Background: Metal artifact reduction (MAR) is a long-standing challenge in CT imaging. The presence of highly attenuating objects, such as dental fillings, hip prostheses, spinal screws/rods, and gold fiducial markers, can introduce severe streak artifacts in CT images, often reducing their diagnostic value. Existing CT MAR studies typically define their own test cases and evaluation metrics, making it difficult to objectively and comprehensively compare the performance of different MAR methods. There is a widespread need for a universal CT MAR image quality benchmark to evaluate the clinical impact of new MAR methods and compare them to state-of-the-art techniques.

Purpose: The goal of the AAPM CT Metal Artifact Reduction (CT-MAR) grand challenge was to create and distribute a clinically representative 2D MAR performance benchmark, and to invite participants to objectively compare the performance of their MAR methods based on this benchmark. A secondary goal was to facilitate MAR development by disseminating a MAR training database and tools.
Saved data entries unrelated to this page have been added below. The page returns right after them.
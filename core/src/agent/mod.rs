//! Interaction orchestration.
//!
//! Prunes incoming history, declares the desktop and shell tools, drives
//! the model stream, and executes emitted tool calls one at a time in
//! emission order. Any failure of streaming, tool execution, deadline, or
//! abort destroys the remote session exactly once before surfacing.

pub mod tools;

use std::sync::Arc;
use std::time::Duration;

use serde::{Deserialize, Serialize};
use tokio::sync::mpsc;
use tokio::time::timeout;
use uuid::Uuid;

pub use tokio_util::sync::CancellationToken;

use crate::content::ContentBlock;
use crate::desktop::DesktopSession;
use crate::error::{DeskpilotError, Result};
use crate::history::{prune, Message, Part, Role};
use crate::llm::{ModelRequest, ModelStream, StreamEvent, TokenUsage, ToolSpec, ToolUseEvent};
use crate::protocol::ServerEvent;

use tools::{BashTool, ComputerTool, Tool};

/// Operator prompt used when the configuration does not override it.
pub const DEFAULT_SYSTEM_PROMPT: &str = "You are a helpful assistant with access to a computer. \
Use the computer tool to help the user with their requests. \
Use the bash tool to execute commands on the computer. \
You can create files and folders using the bash tool. \
Always prefer the bash tool where it is viable for the task. \
Be sure to advise the user when waiting is necessary. \
If the browser opens with a setup wizard, YOU MUST IGNORE IT and move straight to the next step \
(e.g. input the url in the search bar).";

const ABORTED_MESSAGE: &str = "User aborted";

/// Orchestration settings.
#[derive(Debug, Clone, Serialize, Deserialize)]
#[serde(default)]
pub struct AgentConfig {
    pub system_prompt: String,
    /// Whole-interaction deadline in seconds.
    pub max_duration_secs: u64,
    /// Upper bound on model rounds per interaction.
    pub max_turns: u32,
}

impl Default for AgentConfig {
    fn default() -> Self {
        Self {
            system_prompt: DEFAULT_SYSTEM_PROMPT.to_string(),
            max_duration_secs: 300,
            max_turns: 30,
        }
    }
}

/// Drives one interaction between the model and a remote desktop session.
pub struct Orchestrator {
    session: Arc<dyn DesktopSession>,
    model: Arc<dyn ModelStream>,
    tools: Vec<Box<dyn Tool>>,
    config: AgentConfig,
}

impl Orchestrator {
    pub fn new(
        session: Arc<dyn DesktopSession>,
        model: Arc<dyn ModelStream>,
        config: AgentConfig,
    ) -> Self {
        let tools: Vec<Box<dyn Tool>> = vec![
            Box::new(ComputerTool::new(session.clone())),
            Box::new(BashTool::new(session.clone())),
        ];
        Self {
            session,
            model,
            tools,
            config,
        }
    }

    /// Runs the interaction to completion, forwarding progress over `events`.
    ///
    /// Returns the conversation extended with the assistant's turns. On any
    /// failure the remote session is destroyed exactly once and the error is
    /// returned; on success the session stays alive for the next request.
    pub async fn run(
        &self,
        session_id: Uuid,
        interaction_id: Uuid,
        messages: Vec<Message>,
        events: mpsc::Sender<ServerEvent>,
        cancel: CancellationToken,
    ) -> Result<Vec<Message>> {
        let deadline = Duration::from_secs(self.config.max_duration_secs);
        let outcome = tokio::select! {
            result = timeout(deadline, self.drive(session_id, interaction_id, messages, &events)) => {
                match result {
                    Ok(inner) => inner,
                    Err(_) => Err(DeskpilotError::Deadline {
                        seconds: self.config.max_duration_secs,
                    }),
                }
            }
            _ = cancel.cancelled() => Err(DeskpilotError::Aborted {
                reason: ABORTED_MESSAGE.to_string(),
            }),
        };

        match outcome {
            Ok(conversation) => Ok(conversation),
            Err(err) => {
                log::error!("interaction {interaction_id} failed: {err}");
                if let Err(teardown) = self.session.destroy().await {
                    log::error!(
                        "failed to destroy desktop session {}: {teardown}",
                        self.session.id()
                    );
                }
                Err(err)
            }
        }
    }

    async fn drive(
        &self,
        session_id: Uuid,
        interaction_id: Uuid,
        messages: Vec<Message>,
        events: &mpsc::Sender<ServerEvent>,
    ) -> Result<Vec<Message>> {
        use futures_util::StreamExt;

        let mut conversation = prune(&messages);
        let specs: Vec<ToolSpec> = self.tools.iter().map(|t| t.spec()).collect();
        let mut usage = TokenUsage::default();
        let mut seq: u64 = 0;

        send(
            events,
            ServerEvent::Started {
                session_id,
                interaction_id,
            },
        )
        .await?;

        for turn in 0..self.config.max_turns {
            let request =
                ModelRequest::new(self.config.system_prompt.clone(), conversation.clone())
                    .with_tools(specs.clone());
            let mut stream = self.model.stream(&request);

            let mut text = String::new();
            let mut calls: Vec<ToolUseEvent> = Vec::new();

            while let Some(event) = stream.next().await {
                match event? {
                    StreamEvent::Content(delta) => {
                        text.push_str(&delta);
                        send(
                            events,
                            ServerEvent::TokenDelta {
                                session_id,
                                interaction_id,
                                seq,
                                text: delta,
                            },
                        )
                        .await?;
                        seq += 1;
                    }
                    StreamEvent::ToolUse(call) => calls.push(call),
                    StreamEvent::Usage(turn_usage) => usage.add(&turn_usage),
                    StreamEvent::Done(reason) => {
                        log::debug!("model turn {turn} stopped: {reason:?}");
                        break;
                    }
                }
            }

            if calls.is_empty() {
                if !text.is_empty() {
                    conversation.push(Message::assistant(text.clone()));
                }
                log::info!("interaction {interaction_id} finished after {} turns, {usage}", turn + 1);
                send(
                    events,
                    ServerEvent::MessageFinal {
                        session_id,
                        interaction_id,
                        text,
                        usage,
                    },
                )
                .await?;
                return Ok(conversation);
            }

            let mut parts: Vec<Part> = Vec::new();
            if !text.is_empty() {
                parts.push(Part::text(text));
            }

            for call in calls {
                send(
                    events,
                    ServerEvent::ToolCall {
                        session_id,
                        interaction_id,
                        call_id: call.id.clone(),
                        tool: call.name.clone(),
                        input: call.input.clone(),
                    },
                )
                .await?;

                let tool = self
                    .tools
                    .iter()
                    .find(|t| t.name() == call.name)
                    .ok_or_else(|| DeskpilotError::ToolNotFound {
                        tool_name: call.name.clone(),
                    })?;

                // Validation failures go back to the model as a tool result
                // so it can retry with corrected arguments; everything else
                // ends the interaction.
                let (ok, content) = match tool.call(&call.input).await {
                    Ok(content) => (true, content),
                    Err(err) if err.is_action_validation() => {
                        log::warn!("rejected {} call: {err}", call.name);
                        (false, ContentBlock::text(err.to_string()))
                    }
                    Err(err) => return Err(err),
                };

                send(
                    events,
                    ServerEvent::ToolResult {
                        session_id,
                        interaction_id,
                        call_id: call.id.clone(),
                        tool: call.name.clone(),
                        ok,
                        content: content.clone(),
                    },
                )
                .await?;

                parts.push(Part::ToolInvocation {
                    id: call.id,
                    tool_name: call.name,
                    args: call.input,
                    result: Some(content),
                });
            }

            conversation.push(Message::new(Role::Assistant, parts));
        }

        Err(DeskpilotError::TurnLimitReached {
            max_turns: self.config.max_turns,
        })
    }
}

async fn send(events: &mpsc::Sender<ServerEvent>, event: ServerEvent) -> Result<()> {
    events.send(event).await.map_err(|_| DeskpilotError::Aborted {
        reason: "event channel closed".to_string(),
    })
}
After completion of the grand challenge, the MAR benchmark and the MAR training database will remain publicly accessible for future MAR developments and benchmarking.
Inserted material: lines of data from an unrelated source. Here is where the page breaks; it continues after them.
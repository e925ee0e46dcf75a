use std::process::Command;

fn main() {
    println!("cargo:rerun-if-changed=build.rs");
    // Restamp the version when the checked-out commit moves.
    println!("cargo:rerun-if-changed=.git/HEAD");

    let hash = git_short_hash().unwrap_or_else(|| "unknown".to_string());
    println!("cargo:rustc-env=GIT_HASH={hash}");
}

fn git_short_hash() -> Option<String> {
    let output = Command::new("git")
        .args(["rev-parse", "--short", "HEAD"])
        .output()
        .ok()?;
    if !output.status.success() {
        return None;
    }
    let hash = String::from_utf8(output.stdout).ok()?;
    Some(hash.trim().to_string())
}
Methods: Grand challenge participants were invited to submit results for their MAR algorithm. The challenge organizers provided 14,000 CT training datasets generated using a hybrid data simulation framework that combined real patient images-including lung, abdomen, liver, head, and pelvis-with virtual metal objects. Each training dataset included five types of data: CT sinograms (uncorrected and metal-free), CT reconstructed images (uncorrected and metal-free), and metal masks. In the final evaluation phase, 29 clinical uncorrected datasets with metal were provided in both the sinogram and image domains for participants to process with their MAR algorithms. Their results were evaluated using eight clinically relevant image quality metrics. The final ranking was determined and compared to an established normalized metal artifact reduction (NMAR) reference method. Additionally, we conducted a survey to better understand the methodologies used by participants.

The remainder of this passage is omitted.